Pension envy sounds like something you would talk to your psychiatrist about but is a serious problem for a growing number of Britons of both sexes. Public sector pensions are great if you have one but enough to turn you green if you do not.
The announcement of an independent commission to review the UK’s public sector pension commitments should go some way to bringing the two sides of the argument closer together. Along the way we should see some myths evaporating, although we could also end up reminding most people just how insufficient their pension saving actually is.
One misconception that should be put to rest, however, is that taking an axe to public sector pensions will do anything for the short-term problems the nation faces. As a speaker at last week’s NAPF local Government conference pointed out, closing public sector pensions to future accrual would create an £8bn hole in state finances, as the contributions paid by today’s civil servants to fund today’s pensioners would dry up.
On the other side of the table, the CBI reckons an accurate accounting for public sector pension liabilities would add £10bn a year to the Government’s deficit.
But employers that have closed schemes to future accrual have found the process is not a silver bullet for short-term profit, it is a slow-burn solution to a long-term problem.
The public will learn what a wide range of schemes there are out there and the extent to which different professions merit a decent retirement will doubtless not prove comm-ensurate to their own scheme’s rate of accrual. MPs pay 11.9 per cent of salary for a ludicrously generous 1/40th accrual rate, compared to rates of half that in other civil service schemes.
There will also be schemes the public, or politicians, deem untouchable. For example, it is hard to see the pensions of armed forces personnel being subject to a public review at a time when troops are engaged in combat in the Afghanistan.
At the other extreme, there are the schemes that seem entirely anachronistic, such as the grace-and-favour pensions of 50 per cent of salary after a single day in the job for the three great offices of state – Prime Minister, Chancellor and Speaker of the House.
John Bercow has so far declined to follow Gordon Brown and Jack Straw’s lead and forego his grace-and-favour sinecure worth around £2m. Lets wait and see if David Cameron and Kenneth Clarke show more restraint.
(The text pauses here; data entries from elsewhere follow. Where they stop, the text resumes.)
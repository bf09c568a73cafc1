//! In-memory record evaluator.
//!
//! Mirrors the SQL lowering on plain records. Comparisons are loose:
//! numeric operands coerce `Number()`-style, string operators coerce via
//! display form, and date strings (`YYYY-MM-DD` or full ISO-8601) normalise
//! to epoch milliseconds for order comparisons.
//!
//! Null semantics follow SQL: when the field resolves to `null` (or the
//! column is absent) every comparison is false, with two documented
//! exceptions — `=isempty=true` matches, and the boolean literal `false`
//! compares truthily against null.

use chrono::{DateTime, NaiveDate, NaiveDateTime};
use serde_json::Value;

use super::ast::{Comparison, FilterNode, FilterValue, Op};
use super::ops::OperatorRegistry;
use crate::models::Record;

pub fn eval_node(node: &FilterNode, record: &Record, registry: &OperatorRegistry) -> bool {
    match node {
        FilterNode::Leaf(cmp) => eval_leaf(cmp, record, registry),
        FilterNode::And(children) => children.iter().all(|c| eval_node(c, record, registry)),
        FilterNode::Or(children) => children.iter().any(|c| eval_node(c, record, registry)),
    }
}

/// Resolves a possibly dotted field path into nested JSON *columns*
/// (`meta.locale` on a json column). Relation paths (`author.name`) never
/// reach either evaluator: the pipeline peels them into membership
/// predicates before compilation. Unknown columns read as `None`; the
/// evaluator tolerates them where the SQL lowering errors.
pub fn field_value<'a>(record: &'a Record, path: &str) -> Option<&'a Value> {
    let mut segments = path.split('.');
    let mut current = record.get(segments.next()?)?;
    for segment in segments {
        current = current.as_object()?.get(segment)?;
    }
    Some(current)
}

fn eval_leaf(cmp: &Comparison, record: &Record, registry: &OperatorRegistry) -> bool {
    let field = field_value(record, &cmp.field);

    if let Op::Custom(name) = &cmp.op {
        // Registry presence was checked at compile time.
        return registry
            .get(name)
            .map(|op| op.evaluate(field, &cmp.value))
            .unwrap_or(false);
    }

    let is_null = matches!(field, None | Some(Value::Null));

    if let Op::IsEmpty = cmp.op {
        let empty = is_null || matches!(field, Some(Value::String(s)) if s.is_empty());
        return match cmp.value {
            FilterValue::Bool(want) => empty == want,
            _ => false,
        };
    }

    if is_null {
        // Null meets the falsy set of the boolean literal.
        return match (&cmp.op, &cmp.value) {
            (Op::Eq | Op::IEq, FilterValue::Bool(false)) => true,
            (Op::Ne | Op::INe, FilterValue::Bool(true)) => true,
            _ => false,
        };
    }
    let field = field.unwrap();

    match &cmp.op {
        Op::Eq => loose_eq(field, &cmp.value),
        Op::Ne => !loose_eq(field, &cmp.value),
        Op::IEq => loose_eq_ci(field, &cmp.value),
        Op::INe => !loose_eq_ci(field, &cmp.value),
        Op::Gt => order_cmp(field, &cmp.value).map(|o| o.is_gt()).unwrap_or(false),
        Op::Ge => order_cmp(field, &cmp.value).map(|o| o.is_ge()).unwrap_or(false),
        Op::Lt => order_cmp(field, &cmp.value).map(|o| o.is_lt()).unwrap_or(false),
        Op::Le => order_cmp(field, &cmp.value).map(|o| o.is_le()).unwrap_or(false),
        Op::In => tuple_members(&cmp.value).iter().any(|v| loose_eq(field, v)),
        Op::Out => !tuple_members(&cmp.value).iter().any(|v| loose_eq(field, v)),
        Op::Like | Op::ILike | Op::NotLike | Op::NILike | Op::Regex | Op::IRegex => {
            let matched = cmp
                .matcher
                .as_ref()
                .map(|re| re.is_match(&display(field)))
                .unwrap_or(false);
            match cmp.op {
                Op::NotLike | Op::NILike => !matched,
                _ => matched,
            }
        }
        Op::Contains => str_pair(field, &cmp.value, |h, n| h.contains(n)),
        Op::IContains => str_pair_ci(field, &cmp.value, |h, n| h.contains(n)),
        Op::StartsWith => str_pair(field, &cmp.value, |h, n| h.starts_with(n)),
        Op::IStartsWith => str_pair_ci(field, &cmp.value, |h, n| h.starts_with(n)),
        Op::EndsWith => str_pair(field, &cmp.value, |h, n| h.ends_with(n)),
        Op::IEndsWith => str_pair_ci(field, &cmp.value, |h, n| h.ends_with(n)),
        Op::Between => in_range(field, &cmp.value).unwrap_or(false),
        Op::NotBetween => in_range(field, &cmp.value).map(|b| !b).unwrap_or(false),
        Op::Length => str_len_cmp(field, &cmp.value, |l, n| l == n),
        Op::MinLength => str_len_cmp(field, &cmp.value, |l, n| l >= n),
        Op::MaxLength => str_len_cmp(field, &cmp.value, |l, n| l <= n),
        Op::IsEmpty | Op::Custom(_) => unreachable!("handled above"),
    }
}

/// `Number()`-style coercion of a record value. Date strings normalise to
/// epoch milliseconds.
pub fn to_number(value: &Value) -> Option<f64> {
    match value {
        Value::Number(n) => n.as_f64(),
        Value::Bool(b) => Some(if *b { 1.0 } else { 0.0 }),
        Value::String(s) => {
            let trimmed = s.trim();
            if let Ok(n) = trimmed.parse::<f64>() {
                return Some(n);
            }
            parse_date_millis(trimmed)
        }
        _ => None,
    }
}

fn literal_number(value: &FilterValue) -> Option<f64> {
    match value {
        FilterValue::Number(n) => Some(*n),
        FilterValue::Bool(b) => Some(if *b { 1.0 } else { 0.0 }),
        FilterValue::Str(s) => {
            if let Ok(n) = s.trim().parse::<f64>() {
                return Some(n);
            }
            parse_date_millis(s.trim())
        }
        _ => None,
    }
}

/// Recognises `YYYY-MM-DD` and full ISO-8601 timestamps.
pub fn parse_date_millis(s: &str) -> Option<f64> {
    if let Ok(dt) = DateTime::parse_from_rfc3339(s) {
        return Some(dt.timestamp_millis() as f64);
    }
    if let Ok(dt) = NaiveDateTime::parse_from_str(s, "%Y-%m-%dT%H:%M:%S") {
        return Some(dt.and_utc().timestamp_millis() as f64);
    }
    if let Ok(d) = NaiveDate::parse_from_str(s, "%Y-%m-%d") {
        return Some(d.and_hms_opt(0, 0, 0)?.and_utc().timestamp_millis() as f64);
    }
    None
}

pub fn display(value: &Value) -> String {
    match value {
        Value::String(s) => s.clone(),
        Value::Bool(b) => b.to_string(),
        Value::Number(n) => n.to_string(),
        Value::Null => String::new(),
        other => other.to_string(),
    }
}

fn literal_display(value: &FilterValue) -> String {
    match value {
        FilterValue::Str(s) => s.clone(),
        FilterValue::Bool(b) => b.to_string(),
        other => other.render(),
    }
}

fn loose_eq(field: &Value, literal: &FilterValue) -> bool {
    if let FilterValue::Bool(want) = literal {
        return truthy(field) == *want;
    }
    if let (Some(a), Some(b)) = (to_number(field), literal_number(literal)) {
        // Prefer numeric equality, but do not let date-coercion collapse
        // distinct strings ("30" == 30 is intended; "a" vs "b" never gets here).
        if matches!(field, Value::Number(_) | Value::Bool(_))
            || matches!(literal, FilterValue::Number(_) | FilterValue::Bool(_))
            || a == b
        {
            return a == b;
        }
    }
    display(field) == literal_display(literal)
}

fn loose_eq_ci(field: &Value, literal: &FilterValue) -> bool {
    if loose_eq(field, literal) {
        return true;
    }
    display(field).to_lowercase() == literal_display(literal).to_lowercase()
}

/// Truthiness used by boolean literals: `1`, `"1"`, `"true"` and `true`
/// are truthy; `0`, `""`, `"false"`, `false` and null are falsy. Anything
/// else is truthy by virtue of being present.
fn truthy(value: &Value) -> bool {
    match value {
        Value::Bool(b) => *b,
        Value::Null => false,
        Value::Number(n) => n.as_f64() != Some(0.0),
        Value::String(s) => !(s.is_empty() || s == "0" || s == "false"),
        _ => true,
    }
}

fn order_cmp(field: &Value, literal: &FilterValue) -> Option<std::cmp::Ordering> {
    if let (Some(a), Some(b)) = (to_number(field), literal_number(literal)) {
        return a.partial_cmp(&b);
    }
    Some(display(field).cmp(&literal_display(literal)))
}

fn tuple_members(value: &FilterValue) -> &[FilterValue] {
    match value {
        FilterValue::Tuple(items) => items,
        _ => std::slice::from_ref(value),
    }
}

fn str_pair(field: &Value, literal: &FilterValue, f: impl Fn(&str, &str) -> bool) -> bool {
    f(&display(field), &literal_display(literal))
}

fn str_pair_ci(field: &Value, literal: &FilterValue, f: impl Fn(&str, &str) -> bool) -> bool {
    f(&display(field).to_lowercase(), &literal_display(literal).to_lowercase())
}

fn in_range(field: &Value, literal: &FilterValue) -> Option<bool> {
    let FilterValue::Range(lo, hi) = literal else { return None };
    let v = to_number(field)?;
    let lo = literal_number(lo)?;
    let hi = literal_number(hi)?;
    Some(v >= lo && v <= hi)
}

fn str_len_cmp(field: &Value, literal: &FilterValue, f: impl Fn(usize, usize) -> bool) -> bool {
    let FilterValue::Number(n) = literal else { return false };
    f(display(field).chars().count(), *n as usize)
}

#[cfg(test)]
mod tests {
    use super::*;
    use crate::filter::CompiledFilter;
    use serde_json::json;

    fn record(v: serde_json::Value) -> Record {
        v.as_object().unwrap().clone()
    }

    fn matches(expr: &str, rec: &serde_json::Value) -> bool {
        CompiledFilter::compile(expr)
            .unwrap()
            .matches(rec.as_object().unwrap())
    }

    #[test]
    fn loose_numeric_equality() {
        let rec = json!({"age": "30"});
        assert!(matches("age==30", &rec));
        assert!(matches("age>=25", &rec));
        assert!(!matches("age>30", &rec));
    }

    #[test]
    fn boolean_truthiness() {
        assert!(matches("active==true", &json!({"active": 1})));
        assert!(matches("active==true", &json!({"active": "1"})));
        assert!(matches("active==true", &json!({"active": "true"})));
        assert!(matches("active==false", &json!({"active": 0})));
        assert!(matches("active==false", &json!({"active": ""})));
        assert!(matches("active==false", &json!({"active": "false"})));
        assert!(matches("active==false", &json!({"active": null})));
        assert!(!matches("active==true", &json!({"active": null})));
    }

    #[test]
    fn null_comparisons_are_unknown() {
        let rec = json!({"name": null});
        assert!(!matches("name==\"x\"", &rec));
        assert!(!matches("name!=\"x\"", &rec));
        assert!(!matches("name>\"a\"", &rec));
        assert!(!matches("missing==\"x\"", &rec));
        assert!(matches("name=isempty=true", &rec));
        assert!(matches("missing=isempty=true", &rec));
        assert!(!matches("name=isempty=false", &rec));
    }

    #[test]
    fn isempty_covers_empty_string() {
        assert!(matches("note=isempty=true", &json!({"note": ""})));
        assert!(matches("note=isempty=false", &json!({"note": "hi"})));
    }

    #[test]
    fn string_operators() {
        let rec = json!({"name": "John Carter"});
        assert!(matches("name=contains=\"Car\"", &rec));
        assert!(!matches("name=contains=\"car\"", &rec));
        assert!(matches("name=icontains=\"car\"", &rec));
        assert!(matches("name=startswith=\"John\"", &rec));
        assert!(matches("name=istartswith=\"john\"", &rec));
        assert!(matches("name=endswith=\"ter\"", &rec));
        assert!(matches("name=iendswith=\"TER\"", &rec));
        assert!(matches("name=ieq=\"john carter\"", &rec));
        assert!(matches("name=ine=\"john\"", &rec));
    }

    #[test]
    fn like_translation() {
        let rec = json!({"name": "John"});
        assert!(matches("name%=\"J%\"", &rec));
        assert!(matches("name%=\"J_hn\"", &rec));
        assert!(!matches("name%=\"j%\"", &rec));
        assert!(matches("name=ilike=\"j%\"", &rec));
        assert!(matches("name!%=\"K%\"", &rec));
        assert!(matches("name=nilike=\"k%\"", &rec));
        // `%` and `_` anchor both ends: no implicit substring match.
        assert!(!matches("name%=\"oh\"", &rec));
    }

    #[test]
    fn membership() {
        let rec = json!({"role": "admin"});
        assert!(matches("role=in=(\"admin\",\"ops\")", &rec));
        assert!(!matches("role=out=(\"admin\",\"ops\")", &rec));
        assert!(matches("role=out=(\"user\")", &rec));
    }

    #[test]
    fn between_numeric_and_dates() {
        assert!(matches("score=between=[80,90]", &json!({"score": 85.5})));
        assert!(matches("score=between=[80,90]", &json!({"score": 80})));
        assert!(matches("score=between=[80,90]", &json!({"score": 90})));
        assert!(!matches("score=between=[80,90]", &json!({"score": 79.9})));
        assert!(matches("score=nbetween=[80,90]", &json!({"score": 79.9})));

        let rec = json!({"created": "2024-06-15"});
        assert!(matches("created=between=[2024-01-01,2024-12-31]", &rec));
        assert!(!matches("created=between=[2025-01-01,2025-12-31]", &rec));
    }

    #[test]
    fn date_order_comparisons() {
        let rec = json!({"created": "2024-06-15T10:30:00Z"});
        assert!(matches("created>2024-06-15", &rec));
        assert!(matches("created<2024-06-16", &rec));
        assert!(matches("created>=2024-01-01", &rec));
    }

    #[test]
    fn regex_operators() {
        let rec = json!({"email": "dave@example.com"});
        assert!(matches("email=regex=\"@example\\.com$\"", &rec));
        assert!(matches("email=iregex=\"^DAVE\"", &rec));
        assert!(!matches("email=regex=\"^DAVE\"", &rec));
    }

    #[test]
    fn length_operators() {
        let rec = json!({"code": "abcdef"});
        assert!(matches("code=length=6", &rec));
        assert!(matches("code=minlength=6", &rec));
        assert!(matches("code=maxlength=6", &rec));
        assert!(!matches("code=minlength=7", &rec));
    }

    #[test]
    fn spec_dual_evaluator_record() {
        // §8 scenario 5.
        let rec = json!({"name": "John", "age": 30, "score": 85.5, "status": "active"});
        let expr = "(status==\"active\";age>=25;score=between=[80,90]),(role==\"admin\")";
        assert!(matches(expr, &rec));
    }

    #[test]
    fn dotted_paths_reach_nested_objects() {
        let rec = record(json!({"author": {"name": "Ada"}}));
        let filter = CompiledFilter::compile("author.name==\"Ada\"").unwrap();
        assert!(filter.matches(&rec));
    }
}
We can expect mudslinging from both sides in what is likely to turn into a very public row over Government-backed pensions. Business groups will point out the huge cost of pensions of even middle-ranking civil servants.
Two years ago, the Taxpayers Alliance calculated there were more than 17,000 retired public sector employees with pensions worth more than £1m and there are plenty more million-plus pots growing as we speak.
The unions will counter that the average public sector pension is around £7,000 but that the majority have an income of £5,000.
They will also argue that the cost each year of public sector pensions, when you take into account tax paid and the benefits that would have had to have been paid if they were not there, equals the higher-rate tax relief paid on pensions in the private sector.
Ironically, while public sector pensions is the bigger problem for the economy, attacking them offers few short-term gains that can plug the holes in the UK’s finances. Far more attractive to the Chancellor in the short term is tax relief on private pensions. In the up-and-coming Budget we will find out if that attraction is irresistible.